## WHAT IS BEING ASKED:
Copy out exactly the lines from the first line of the material below through the line containing "use uuid::Uuid;", and nothing beyond them.
------------------------
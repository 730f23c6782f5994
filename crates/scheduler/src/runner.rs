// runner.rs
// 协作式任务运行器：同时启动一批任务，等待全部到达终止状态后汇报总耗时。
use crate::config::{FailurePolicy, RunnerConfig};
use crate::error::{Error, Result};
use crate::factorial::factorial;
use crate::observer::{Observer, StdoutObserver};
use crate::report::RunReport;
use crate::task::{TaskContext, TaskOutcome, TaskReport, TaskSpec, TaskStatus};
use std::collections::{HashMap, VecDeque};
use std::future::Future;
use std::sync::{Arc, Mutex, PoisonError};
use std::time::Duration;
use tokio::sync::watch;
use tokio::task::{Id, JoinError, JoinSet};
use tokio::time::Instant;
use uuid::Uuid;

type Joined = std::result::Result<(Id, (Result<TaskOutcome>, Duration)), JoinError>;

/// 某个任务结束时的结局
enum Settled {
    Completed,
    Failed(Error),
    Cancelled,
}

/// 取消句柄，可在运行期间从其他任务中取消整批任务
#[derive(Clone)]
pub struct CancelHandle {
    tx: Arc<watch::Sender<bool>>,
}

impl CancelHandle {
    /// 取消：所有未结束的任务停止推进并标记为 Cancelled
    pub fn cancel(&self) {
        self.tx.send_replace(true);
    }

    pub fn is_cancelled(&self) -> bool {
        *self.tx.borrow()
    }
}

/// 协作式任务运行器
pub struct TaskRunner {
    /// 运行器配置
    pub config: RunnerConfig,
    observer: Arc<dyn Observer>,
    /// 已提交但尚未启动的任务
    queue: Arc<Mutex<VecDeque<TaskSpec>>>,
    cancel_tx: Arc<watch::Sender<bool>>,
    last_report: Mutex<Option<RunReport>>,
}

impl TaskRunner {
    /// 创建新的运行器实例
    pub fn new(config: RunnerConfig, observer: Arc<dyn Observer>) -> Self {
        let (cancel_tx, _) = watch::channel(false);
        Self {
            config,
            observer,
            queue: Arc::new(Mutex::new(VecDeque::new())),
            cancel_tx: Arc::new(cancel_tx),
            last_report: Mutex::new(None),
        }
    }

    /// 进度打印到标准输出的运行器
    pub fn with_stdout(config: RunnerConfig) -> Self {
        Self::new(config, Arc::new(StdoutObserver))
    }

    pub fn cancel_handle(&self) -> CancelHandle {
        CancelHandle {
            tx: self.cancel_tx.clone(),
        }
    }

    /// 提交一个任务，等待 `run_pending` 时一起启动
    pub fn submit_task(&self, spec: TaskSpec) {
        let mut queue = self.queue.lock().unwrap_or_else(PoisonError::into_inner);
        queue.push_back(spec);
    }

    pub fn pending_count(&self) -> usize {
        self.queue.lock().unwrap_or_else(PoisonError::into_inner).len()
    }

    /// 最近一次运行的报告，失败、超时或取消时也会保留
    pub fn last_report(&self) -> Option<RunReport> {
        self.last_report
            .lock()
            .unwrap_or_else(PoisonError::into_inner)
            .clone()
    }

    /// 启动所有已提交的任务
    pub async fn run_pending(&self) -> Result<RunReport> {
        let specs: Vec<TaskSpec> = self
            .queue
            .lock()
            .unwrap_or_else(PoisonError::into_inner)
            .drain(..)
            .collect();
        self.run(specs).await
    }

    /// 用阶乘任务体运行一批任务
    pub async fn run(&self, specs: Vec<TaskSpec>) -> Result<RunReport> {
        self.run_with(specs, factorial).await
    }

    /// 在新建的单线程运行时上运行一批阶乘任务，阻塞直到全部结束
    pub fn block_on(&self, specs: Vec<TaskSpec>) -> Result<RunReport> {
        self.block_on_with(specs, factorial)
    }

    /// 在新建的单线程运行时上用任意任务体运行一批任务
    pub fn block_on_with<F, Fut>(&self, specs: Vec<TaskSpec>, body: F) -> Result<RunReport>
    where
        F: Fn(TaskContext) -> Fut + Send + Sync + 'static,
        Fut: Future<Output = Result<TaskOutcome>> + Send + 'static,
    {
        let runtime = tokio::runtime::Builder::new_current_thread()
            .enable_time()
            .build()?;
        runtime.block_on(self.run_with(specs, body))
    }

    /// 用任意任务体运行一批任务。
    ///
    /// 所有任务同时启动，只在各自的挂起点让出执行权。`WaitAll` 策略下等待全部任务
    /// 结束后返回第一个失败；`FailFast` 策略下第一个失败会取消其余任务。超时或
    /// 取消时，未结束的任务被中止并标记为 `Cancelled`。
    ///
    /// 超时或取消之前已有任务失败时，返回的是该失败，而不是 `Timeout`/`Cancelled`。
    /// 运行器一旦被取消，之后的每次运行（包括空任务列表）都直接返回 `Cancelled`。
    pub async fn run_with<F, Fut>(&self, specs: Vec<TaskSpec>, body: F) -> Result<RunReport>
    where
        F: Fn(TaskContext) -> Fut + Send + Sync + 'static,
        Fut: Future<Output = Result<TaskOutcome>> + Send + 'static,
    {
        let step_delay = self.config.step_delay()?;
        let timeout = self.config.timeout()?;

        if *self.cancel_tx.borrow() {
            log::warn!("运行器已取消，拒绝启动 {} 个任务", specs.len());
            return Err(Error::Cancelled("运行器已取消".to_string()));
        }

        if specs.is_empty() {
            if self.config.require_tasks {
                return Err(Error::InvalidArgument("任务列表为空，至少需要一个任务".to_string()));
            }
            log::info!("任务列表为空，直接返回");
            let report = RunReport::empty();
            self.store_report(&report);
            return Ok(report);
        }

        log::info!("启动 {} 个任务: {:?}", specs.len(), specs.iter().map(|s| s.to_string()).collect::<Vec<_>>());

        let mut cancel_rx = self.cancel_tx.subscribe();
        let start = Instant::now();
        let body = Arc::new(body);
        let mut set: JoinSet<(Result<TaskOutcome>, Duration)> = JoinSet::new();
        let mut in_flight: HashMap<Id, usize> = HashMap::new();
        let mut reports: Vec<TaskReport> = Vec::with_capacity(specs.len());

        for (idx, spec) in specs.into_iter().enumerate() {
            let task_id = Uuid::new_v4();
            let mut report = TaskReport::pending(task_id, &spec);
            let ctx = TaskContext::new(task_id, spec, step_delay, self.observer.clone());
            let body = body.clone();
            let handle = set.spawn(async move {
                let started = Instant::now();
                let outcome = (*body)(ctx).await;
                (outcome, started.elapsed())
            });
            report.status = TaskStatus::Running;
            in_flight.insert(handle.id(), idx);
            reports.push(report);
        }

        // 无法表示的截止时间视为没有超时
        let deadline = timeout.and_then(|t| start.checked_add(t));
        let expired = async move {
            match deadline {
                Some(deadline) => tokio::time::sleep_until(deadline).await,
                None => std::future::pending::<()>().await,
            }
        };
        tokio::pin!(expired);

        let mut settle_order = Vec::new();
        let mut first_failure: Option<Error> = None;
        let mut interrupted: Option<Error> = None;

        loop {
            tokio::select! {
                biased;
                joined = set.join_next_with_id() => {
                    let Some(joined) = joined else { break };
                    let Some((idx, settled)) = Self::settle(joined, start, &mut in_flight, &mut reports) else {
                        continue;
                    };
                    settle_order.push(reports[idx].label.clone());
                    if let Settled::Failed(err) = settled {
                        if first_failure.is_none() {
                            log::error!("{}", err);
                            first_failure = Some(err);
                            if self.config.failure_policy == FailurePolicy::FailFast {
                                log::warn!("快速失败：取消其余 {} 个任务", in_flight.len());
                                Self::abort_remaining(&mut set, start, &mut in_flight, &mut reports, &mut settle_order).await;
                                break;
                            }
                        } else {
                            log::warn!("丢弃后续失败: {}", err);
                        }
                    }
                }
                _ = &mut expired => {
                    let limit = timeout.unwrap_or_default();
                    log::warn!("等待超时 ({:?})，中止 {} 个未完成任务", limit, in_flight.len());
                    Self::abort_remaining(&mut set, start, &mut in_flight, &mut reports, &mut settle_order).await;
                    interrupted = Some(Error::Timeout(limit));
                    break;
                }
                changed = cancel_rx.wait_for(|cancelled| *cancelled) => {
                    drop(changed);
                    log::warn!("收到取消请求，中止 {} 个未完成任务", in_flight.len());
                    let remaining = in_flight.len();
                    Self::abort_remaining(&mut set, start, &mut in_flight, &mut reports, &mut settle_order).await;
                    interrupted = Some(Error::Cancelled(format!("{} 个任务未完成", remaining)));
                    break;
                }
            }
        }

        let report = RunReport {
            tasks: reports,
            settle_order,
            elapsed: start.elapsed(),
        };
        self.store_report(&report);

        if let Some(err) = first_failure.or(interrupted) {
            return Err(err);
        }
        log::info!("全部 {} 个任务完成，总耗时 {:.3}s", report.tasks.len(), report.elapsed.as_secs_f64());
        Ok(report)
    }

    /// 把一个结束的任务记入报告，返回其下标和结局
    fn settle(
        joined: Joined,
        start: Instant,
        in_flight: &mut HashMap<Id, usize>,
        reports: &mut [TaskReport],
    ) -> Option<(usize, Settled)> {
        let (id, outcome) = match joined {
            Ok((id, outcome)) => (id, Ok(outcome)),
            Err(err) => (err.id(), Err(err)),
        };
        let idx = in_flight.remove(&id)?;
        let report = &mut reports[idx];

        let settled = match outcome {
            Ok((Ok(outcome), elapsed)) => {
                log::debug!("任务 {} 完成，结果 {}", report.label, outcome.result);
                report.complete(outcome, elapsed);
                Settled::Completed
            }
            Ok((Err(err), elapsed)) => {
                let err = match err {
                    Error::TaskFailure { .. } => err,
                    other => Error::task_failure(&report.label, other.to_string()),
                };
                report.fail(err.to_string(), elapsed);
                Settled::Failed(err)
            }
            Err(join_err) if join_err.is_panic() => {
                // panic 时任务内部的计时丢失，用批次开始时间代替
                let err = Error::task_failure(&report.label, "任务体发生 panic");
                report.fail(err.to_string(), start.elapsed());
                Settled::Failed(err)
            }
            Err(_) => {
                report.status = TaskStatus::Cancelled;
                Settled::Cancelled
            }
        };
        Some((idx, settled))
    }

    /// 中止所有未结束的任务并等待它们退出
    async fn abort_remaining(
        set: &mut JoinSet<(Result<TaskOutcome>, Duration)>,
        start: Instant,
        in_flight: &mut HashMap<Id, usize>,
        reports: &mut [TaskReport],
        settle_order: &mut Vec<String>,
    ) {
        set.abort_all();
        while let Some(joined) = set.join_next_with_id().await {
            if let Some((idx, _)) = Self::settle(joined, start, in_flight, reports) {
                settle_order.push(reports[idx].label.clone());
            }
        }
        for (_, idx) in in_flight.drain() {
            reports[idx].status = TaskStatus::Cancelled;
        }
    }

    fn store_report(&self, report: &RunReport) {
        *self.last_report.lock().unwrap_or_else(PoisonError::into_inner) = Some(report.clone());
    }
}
------------------------
## EXERCISE RESPONSE:
repository 730f23c6782f5994
filename crates/scheduler/src/runner.rs
// runner.rs
// 协作式任务运行器：同时启动一批任务，等待全部到达终止状态后汇报总耗时。
use crate::config::{FailurePolicy, RunnerConfig};
use crate::error::{Error, Result};
use crate::factorial::factorial;
use crate::observer::{Observer, StdoutObserver};
use crate::report::RunReport;
use crate::task::{TaskContext, TaskOutcome, TaskReport, TaskSpec, TaskStatus};
use std::collections::{HashMap, VecDeque};
use std::future::Future;
use std::sync::{Arc, Mutex, PoisonError};
use std::time::Duration;
use tokio::sync::watch;
use tokio::task::{Id, JoinError, JoinSet};
use tokio::time::Instant;
use uuid::Uuid;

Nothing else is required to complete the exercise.